Neuroscientists and clinicians are seeking better understanding of the fact
that we all have modules/parts which are often contradictory (the preacher who
frequents prostitutes, the priest who abuses children, the loving husband who
has an affair, or someone who says, “I want to lose weight” and
frequently eats ice cream). Robert Kurzton in
Why everyone (else) is a Hypocrite, has written extensively about
this in a book which is not light reading. This modularity of minds is perhaps
one of the major factors psychotherapy is sometimes a long process, as
“one part wants one thing” and “another part wants something
else.” It is difficult to generalize further about this, so will leave
this topic for now.


In conclusion, most people find the psychotherapy process to be worthwhile,
and very glad that they engaged in it.

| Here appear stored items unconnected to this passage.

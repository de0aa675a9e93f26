//! HTTP client for one OpenCode instance.

use super::protocol::{
    CreateSessionRequest, DIRECTORY_PARAM, PromptRequest, ProvidersResponse, SelectModelRequest,
};
use async_trait::async_trait;
use herd_application::{
    BackendClient, BackendConnector, BackendError, BackendSession, ProviderInfo,
};
use reqwest::{Method, RequestBuilder, Response};
use serde::de::DeserializeOwned;
use std::path::{Path, PathBuf};
use std::sync::Arc;
use std::time::Duration;
use tracing::{debug, trace};

/// Upper bound of a health probe, independent of the request timeout.
const HEALTH_TIMEOUT: Duration = Duration::from_secs(3);

/// [`BackendClient`] over the OpenCode HTTP API.
///
/// Every request carries the instance's working directory as the
/// `directory` query parameter.
pub struct OpenCodeClient {
    http: reqwest::Client,
    base_url: String,
    directory: PathBuf,
    request_timeout: Duration,
}

impl OpenCodeClient {
    pub fn new(
        base_url: impl Into<String>,
        directory: impl Into<PathBuf>,
        request_timeout: Duration,
    ) -> Result<Self, BackendError> {
        // No client-wide timeout: prompt submission may legitimately run as
        // long as the model does.
        let http = reqwest::Client::builder()
            .connect_timeout(request_timeout)
            .build()
            .map_err(|e| BackendError::Transport(e.to_string()))?;

        Ok(Self {
            http,
            base_url: base_url.into().trim_end_matches('/').to_string(),
            directory: directory.into(),
            request_timeout,
        })
    }

    fn request(&self, method: Method, path: &str) -> RequestBuilder {
        let url = format!("{}{}", self.base_url, path);
        trace!("{} {}", method, url);
        self.http
            .request(method, url)
            .query(&[(DIRECTORY_PARAM, self.directory.to_string_lossy())])
    }

    async fn send(&self, builder: RequestBuilder) -> Result<Response, BackendError> {
        let response = builder
            .send()
            .await
            .map_err(|e| BackendError::Transport(e.to_string()))?;
        Self::check_status(response).await
    }

    async fn check_status(response: Response) -> Result<Response, BackendError> {
        let status = response.status();
        if status.is_success() {
            return Ok(response);
        }
        let url = response.url().to_string();
        let body = response.text().await.unwrap_or_default();
        debug!("Request to {} failed ({}): {}", url, status, body);
        Err(BackendError::Http {
            status: status.as_u16(),
            body,
        })
    }

    async fn json<T: DeserializeOwned>(response: Response) -> Result<T, BackendError> {
        let body = response
            .text()
            .await
            .map_err(|e| BackendError::Transport(e.to_string()))?;
        serde_json::from_str(&body).map_err(|e| {
            BackendError::Decode(format!(
                "{}. Body: {}",
                e,
                herd_domain::truncate(&body, 200)
            ))
        })
    }
}

#[async_trait]
impl BackendClient for OpenCodeClient {
    fn base_url(&self) -> &str {
        &self.base_url
    }

    fn directory(&self) -> &Path {
        &self.directory
    }

    async fn health(&self) -> Result<(), BackendError> {
        self.send(self.request(Method::GET, "/session").timeout(HEALTH_TIMEOUT))
            .await
            .map(|_| ())
    }

    async fn list_sessions(&self) -> Result<Vec<BackendSession>, BackendError> {
        let response = self
            .send(self.request(Method::GET, "/session").timeout(self.request_timeout))
            .await?;
        Self::json(response).await
    }

    async fn create_session(&self, title: Option<&str>) -> Result<BackendSession, BackendError> {
        let response = self
            .send(
                self.request(Method::POST, "/session")
                    .timeout(self.request_timeout)
                    .json(&CreateSessionRequest { title }),
            )
            .await?;
        Self::json(response).await
    }

    async fn get_session(&self, session_id: &str) -> Result<BackendSession, BackendError> {
        let path = format!("/session/{session_id}");
        let response = self
            .send(self.request(Method::GET, &path).timeout(self.request_timeout))
            .await?;
        Self::json(response).await
    }

    async fn delete_session(&self, session_id: &str) -> Result<(), BackendError> {
        let path = format!("/session/{session_id}");
        self.send(self.request(Method::DELETE, &path).timeout(self.request_timeout))
            .await
            .map(|_| ())
    }

    async fn send_prompt(&self, session_id: &str, text: &str) -> Result<(), BackendError> {
        let path = format!("/session/{session_id}/message");
        self.send(self.request(Method::POST, &path).json(&PromptRequest::text(text)))
            .await
            .map(|_| ())
    }

    async fn messages(&self, session_id: &str) -> Result<Vec<serde_json::Value>, BackendError> {
        let path = format!("/session/{session_id}/message");
        let response = self
            .send(self.request(Method::GET, &path).timeout(self.request_timeout))
            .await?;
        Self::json(response).await
    }

    async fn abort(&self, session_id: &str) -> Result<(), BackendError> {
        let path = format!("/session/{session_id}/abort");
        self.send(self.request(Method::POST, &path).timeout(self.request_timeout))
            .await
            .map(|_| ())
    }

    async fn providers(&self) -> Result<Vec<ProviderInfo>, BackendError> {
        let response = self
            .send(self.request(Method::GET, "/provider").timeout(self.request_timeout))
            .await?;
        let providers: ProvidersResponse = Self::json(response).await?;
        Ok(providers.all)
    }

    async fn select_model(&self, provider_id: &str, model_id: &str) -> Result<(), BackendError> {
        self.send(
            self.request(Method::POST, "/provider")
                .timeout(self.request_timeout)
                .json(&SelectModelRequest {
                    provider_id,
                    model_id,
                }),
        )
        .await
        .map(|_| ())
    }
}

/// Builds an [`OpenCodeClient`] per instance.
pub struct OpenCodeConnector {
    request_timeout: Duration,
}

impl OpenCodeConnector {
    pub fn new(request_timeout: Duration) -> Self {
        Self { request_timeout }
    }
}

impl BackendConnector for OpenCodeConnector {
    fn connect(
        &self,
        base_url: &str,
        directory: &Path,
    ) -> Result<Arc<dyn BackendClient>, BackendError> {
        Ok(Arc::new(OpenCodeClient::new(
            base_url,
            directory,
            self.request_timeout,
        )?))
    }
}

There may be some temporary
discomfort, and any therapist will work with you to minimize this. A vast
majority of therapists will help you manage emotional reactions which are
overwhelming. Being aware of your modules/parts may initially be
frustrating, but with successful therapy the outcomes of your various
modules/parts will become more aligned. Because of state dependent learning,
it is best to minimize benzodiazepines/ drugs/ alcohol for 4-5 hours before
and after the psychotherapy session. It is recommended to set aside some
time after psychotherapy for mental review of the session, or to write
yourself a brief note regarding your recollections, insights, and plans. If
you discuss this with a close friend or family member, make certain he or
she is supportive and understanding, as your brain is still “open/
malleable/ plastic” for a few hours after psychotherapy, and a
“negative Nellie” may be able to have some impact, decrease the
benefit. After a few hours, the changes are more permanent, and
“negative Nellie” will have nil impact on your new perspectives
on past issues and plans for change.